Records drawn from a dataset
------------------------------------

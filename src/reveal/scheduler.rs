use std::collections::BTreeMap;

use crate::{
    animation::{
        state::VisualState,
        tween::{Timing, Tween},
    },
    foundation::core::{Millis, Rect},
    observe::{IntersectionSource, TargetId},
    reveal::phase::{RevealPhase, Trigger},
};

/// Everything the scheduler needs to know about one animated element.
#[derive(Clone, Debug, PartialEq)]
pub struct RevealSpec {
    /// Human-readable name used in logs and events.
    pub label: String,
    /// State rendered before the reveal.
    pub hidden: VisualState,
    /// State held after the reveal.
    pub shown: VisualState,
    pub trigger: Trigger,
    pub timing: Timing,
    /// Laid-out bounds in document coordinates.
    pub bounds: Rect,
    /// Element whose reveal gates this one (a wrapper around staggered siblings).
    pub parent: Option<TargetId>,
}

impl RevealSpec {
    /// Fade in once any part of `bounds` is visible.
    pub fn in_view(label: impl Into<String>, bounds: Rect) -> Self {
        Self {
            label: label.into(),
            hidden: VisualState::faded(),
            shown: VisualState::VISIBLE,
            trigger: Trigger::default(),
            timing: Timing::REVEAL,
            bounds,
            parent: None,
        }
    }

    /// Fade in as soon as the element is registered.
    pub fn on_mount(label: impl Into<String>, bounds: Rect) -> Self {
        Self {
            trigger: Trigger::Mount,
            ..Self::in_view(label, bounds)
        }
    }

    pub fn threshold(mut self, threshold: f64) -> Self {
        self.trigger = Trigger::in_view(threshold);
        self
    }

    pub fn hidden(mut self, state: impl Into<VisualState>) -> Self {
        self.hidden = state.into();
        self
    }

    pub fn shown(mut self, state: impl Into<VisualState>) -> Self {
        self.shown = state.into();
        self
    }

    pub fn timing(mut self, timing: Timing) -> Self {
        self.timing = timing;
        self
    }

    pub fn delay(mut self, delay: Millis) -> Self {
        self.timing.delay = delay;
        self
    }

    pub fn parent(mut self, parent: TargetId) -> Self {
        self.parent = Some(parent);
        self
    }
}

/// Something that happened to a registered element.
#[derive(Clone, Debug, PartialEq, serde::Serialize)]
#[serde(tag = "event", rename_all = "snake_case")]
pub enum RevealEvent {
    /// The trigger condition was met; the `revealed` flag is now permanently set.
    Triggered {
        target: TargetId,
        label: String,
        at: Millis,
        /// When the visual transition begins (`at` plus the element's delay).
        starts_at: Millis,
    },
    /// The visual transition began.
    Started {
        target: TargetId,
        label: String,
        at: Millis,
    },
    /// The transition finished; the element holds its shown state from here on.
    Completed {
        target: TargetId,
        label: String,
        at: Millis,
    },
}

impl RevealEvent {
    pub fn target(&self) -> TargetId {
        match self {
            Self::Triggered { target, .. }
            | Self::Started { target, .. }
            | Self::Completed { target, .. } => *target,
        }
    }
}

/// Proof of registration. Hand it back to [`RevealScheduler::unregister`] to tear down.
#[derive(Debug, PartialEq, Eq)]
#[must_use = "dropping a RevealHandle leaves the element registered until the scheduler is dropped"]
pub struct RevealHandle {
    target: TargetId,
}

impl RevealHandle {
    pub fn target(&self) -> TargetId {
        self.target
    }
}

type CrossCallback = Box<dyn FnMut(&RevealEvent)>;

struct Entry {
    spec: RevealSpec,
    phase: RevealPhase,
    /// The element's own trigger was met, possibly while its parent was still hidden.
    latched: bool,
    started: bool,
    /// Start of the visual transition; stays set after the reveal completes.
    begins_at: Option<Millis>,
    on_cross: Option<CrossCallback>,
}

impl Entry {
    fn tween(&self) -> Option<Tween<VisualState>> {
        match self.phase {
            RevealPhase::Revealing { triggered_at } => Some(Tween::new(
                self.spec.hidden,
                self.spec.shown,
                triggered_at,
                self.spec.timing,
            )),
            _ => None,
        }
    }
}

/// Drives one-shot reveals for every animated element on a page.
///
/// The scheduler does not own the elements. It holds their reveal specs, watches their
/// visibility through `S`, and flips each element's `revealed` flag exactly once. All work
/// happens on the caller's thread when [`RevealScheduler::pump`] is called with the current
/// time; records delivered by the source are only consumed there.
pub struct RevealScheduler<S> {
    source: S,
    next_target: u64,
    entries: BTreeMap<TargetId, Entry>,
    pending: Vec<RevealEvent>,
}

impl<S> std::fmt::Debug for RevealScheduler<S> {
    fn fmt(&self, f: &mut std::fmt::Formatter<'_>) -> std::fmt::Result {
        f.debug_struct("RevealScheduler")
            .field("entries", &self.entries.len())
            .field("pending", &self.pending.len())
            .finish_non_exhaustive()
    }
}

impl<S> RevealScheduler<S>
where
    S: IntersectionSource,
{
    pub fn new(source: S) -> Self {
        if !source.is_supported() {
            tracing::warn!("visibility observation unavailable, content will render revealed");
        }
        Self {
            source,
            next_target: 0,
            entries: BTreeMap::new(),
            pending: Vec::new(),
        }
    }

    pub fn source(&self) -> &S {
        &self.source
    }

    /// Access the source, e.g. to scroll a [`crate::GeometryObserver`].
    pub fn source_mut(&mut self) -> &mut S {
        &mut self.source
    }

    pub fn len(&self) -> usize {
        self.entries.len()
    }

    pub fn is_empty(&self) -> bool {
        self.entries.is_empty()
    }

    /// Register an element. See [`RevealScheduler::register_with`].
    pub fn register(&mut self, spec: RevealSpec, now: Millis) -> RevealHandle {
        self.insert(spec, None, now)
    }

    /// Register an element with a callback invoked when its trigger fires.
    ///
    /// The callback runs at most once, from inside [`RevealScheduler::pump`] (or from this
    /// call for mount triggers and when observation is unavailable), and never after the
    /// element is unregistered.
    pub fn register_with(
        &mut self,
        spec: RevealSpec,
        now: Millis,
        on_cross: impl FnMut(&RevealEvent) + 'static,
    ) -> RevealHandle {
        self.insert(spec, Some(Box::new(on_cross)), now)
    }

    fn insert(
        &mut self,
        mut spec: RevealSpec,
        on_cross: Option<CrossCallback>,
        now: Millis,
    ) -> RevealHandle {
        let target = TargetId(self.next_target);
        self.next_target += 1;
        spec.trigger = spec.trigger.normalized();
        spec.hidden = spec.hidden.normalized();
        spec.shown = spec.shown.normalized();

        let mut entry = Entry {
            latched: spec.trigger == Trigger::Mount,
            spec,
            phase: RevealPhase::Hidden,
            started: false,
            begins_at: None,
            on_cross,
        };

        if !self.source.is_supported() {
            // Shown without a transition, but hosts still hear about it.
            entry.phase = RevealPhase::Revealed;
            entry.started = true;
            let event = RevealEvent::Triggered {
                target,
                label: entry.spec.label.clone(),
                at: now,
                starts_at: now,
            };
            if let Some(mut cb) = entry.on_cross.take() {
                cb(&event);
            }
            self.pending.push(event);
            self.entries.insert(target, entry);
            return RevealHandle { target };
        }

        if !entry.latched {
            self.source.observe(target, entry.spec.bounds);
        }
        self.entries.insert(target, entry);
        if self.entries[&target].latched {
            self.resolve_triggers(now);
        }
        RevealHandle { target }
    }

    /// Tear an element down. Pending observation, queued events and the callback are
    /// released; nothing about this element is reported afterwards.
    pub fn unregister(&mut self, handle: RevealHandle) {
        let target = handle.target;
        if let Some(entry) = self.entries.remove(&target) {
            tracing::trace!(id = target.0, label = %entry.spec.label, "reveal unregistered");
        }
        self.source.unobserve(target);
        self.pending.retain(|e| e.target() != target);
    }

    /// Re-lay out a registered element. Ignored once it has been triggered.
    pub fn set_bounds(&mut self, target: TargetId, bounds: Rect) {
        let Some(entry) = self.entries.get_mut(&target) else {
            return;
        };
        entry.spec.bounds = bounds;
        if entry.phase == RevealPhase::Hidden && !entry.latched {
            self.source.update_bounds(target, bounds);
        }
    }

    pub fn phase(&self, target: TargetId) -> Option<RevealPhase> {
        self.entries.get(&target).map(|e| e.phase)
    }

    pub fn is_revealed(&self, target: TargetId) -> bool {
        self.phase(target).is_some_and(RevealPhase::is_revealed)
    }

    pub fn spec(&self, target: TargetId) -> Option<&RevealSpec> {
        self.entries.get(&target).map(|e| &e.spec)
    }

    /// The running transition, if the element is mid-reveal.
    pub fn transition(&self, target: TargetId) -> Option<Tween<VisualState>> {
        self.entries.get(&target).and_then(Entry::tween)
    }

    /// When the element's visual transition begins or began. `None` while hidden, and for
    /// elements that were shown without a transition because observation is unavailable.
    pub fn transition_begins_at(&self, target: TargetId) -> Option<Millis> {
        self.entries.get(&target).and_then(|e| e.begins_at)
    }

    /// Visual state to render for `target` at `now`.
    pub fn visual(&self, target: TargetId, now: Millis) -> Option<VisualState> {
        let entry = self.entries.get(&target)?;
        Some(match entry.phase {
            RevealPhase::Hidden => entry.spec.hidden,
            RevealPhase::Revealing { .. } => match entry.tween() {
                Some(t) => t.sample(now),
                None => entry.spec.shown,
            },
            RevealPhase::Revealed => entry.spec.shown,
        })
    }

    /// Consume visibility records and advance every element to `now`.
    ///
    /// Events are returned in order: triggers (by delay, then registration order), then
    /// transition starts (by start time, then delay), then completions.
    #[tracing::instrument(skip(self), fields(entries = self.entries.len()))]
    pub fn pump(&mut self, now: Millis) -> Vec<RevealEvent> {
        for record in self.source.take_records() {
            let Some(entry) = self.entries.get_mut(&record.target) else {
                tracing::trace!(id = record.target.0, "record for unregistered target");
                continue;
            };
            if entry.phase == RevealPhase::Hidden
                && !entry.latched
                && entry.spec.trigger.is_met_by(record.ratio)
            {
                entry.latched = true;
                tracing::trace!(
                    id = record.target.0,
                    ratio = record.ratio,
                    "visibility threshold reached"
                );
            }
        }

        self.resolve_triggers(now);
        let mut events = std::mem::take(&mut self.pending);
        self.advance_transitions(now, &mut events);
        events
    }

    fn parent_allows(&self, entry: &Entry) -> bool {
        match entry.spec.parent {
            None => true,
            // Orphans fall back to their own trigger.
            Some(parent) => self
                .entries
                .get(&parent)
                .is_none_or(|p| p.phase.is_revealed()),
        }
    }

    fn resolve_triggers(&mut self, now: Millis) {
        // Parents trigger children in the same pass, so iterate to a fixed point.
        loop {
            let mut ready: Vec<(Millis, TargetId)> = self
                .entries
                .iter()
                .filter(|(_, e)| e.phase == RevealPhase::Hidden && e.latched)
                .filter(|(_, e)| self.parent_allows(e))
                .map(|(id, e)| (e.spec.timing.delay, *id))
                .collect();
            if ready.is_empty() {
                return;
            }
            ready.sort();

            for (delay, target) in ready {
                self.source.unobserve(target);
                let Some(entry) = self.entries.get_mut(&target) else {
                    continue;
                };
                entry.phase.advance(RevealPhase::Revealing { triggered_at: now });
                entry.begins_at = Some(now + delay);
                let event = RevealEvent::Triggered {
                    target,
                    label: entry.spec.label.clone(),
                    at: now,
                    starts_at: now + delay,
                };
                tracing::debug!(
                    id = target.0,
                    label = %entry.spec.label,
                    at = now.0,
                    "reveal triggered"
                );
                if let Some(mut cb) = entry.on_cross.take() {
                    cb(&event);
                }
                self.pending.push(event);
            }
        }
    }

    fn advance_transitions(&mut self, now: Millis, events: &mut Vec<RevealEvent>) {
        let mut started: Vec<(Millis, Millis, TargetId)> = Vec::new();
        let mut completed: Vec<(Millis, TargetId)> = Vec::new();

        for (&target, entry) in &mut self.entries {
            let Some(tween) = entry.tween() else {
                continue;
            };
            if !entry.started && now >= tween.begins_at() {
                entry.started = true;
                started.push((tween.begins_at(), entry.spec.timing.delay, target));
            }
            if tween.is_finished(now) {
                entry.phase.advance(RevealPhase::Revealed);
                completed.push((tween.ends_at(), target));
            }
        }

        started.sort();
        completed.sort();
        for (at, _, target) in started {
            let label = self.entries[&target].spec.label.clone();
            events.push(RevealEvent::Started { target, label, at });
        }
        for (at, target) in completed {
            let label = self.entries[&target].spec.label.clone();
            tracing::debug!(id = target.0, label = %label, at = at.0, "reveal completed");
            events.push(RevealEvent::Completed { target, label, at });
        }
    }
}

#[cfg(test)]
#[path = "../../tests/unit/reveal/scheduler.rs"]
mod tests;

------------------------------------

[ACTIVITY] If a line comes after the one that contains "before the reveal.", leave it out; return every line of the entries up to that point exactly, starting with the first, with that line included.

[EXPECTED OUTPUT]
filename src/reveal/scheduler.rs
use std::collections::BTreeMap;

use crate::{
    animation::{
        state::VisualState,
        tween::{Timing, Tween},
    },
    foundation::core::{Millis, Rect},
    observe::{IntersectionSource, TargetId},
    reveal::phase::{RevealPhase, Trigger},
};

/// Everything the scheduler needs to know about one animated element.
#[derive(Clone, Debug, PartialEq)]
pub struct RevealSpec {
    /// Human-readable name used in logs and events.
    pub label: String,
    /// State rendered before the reveal.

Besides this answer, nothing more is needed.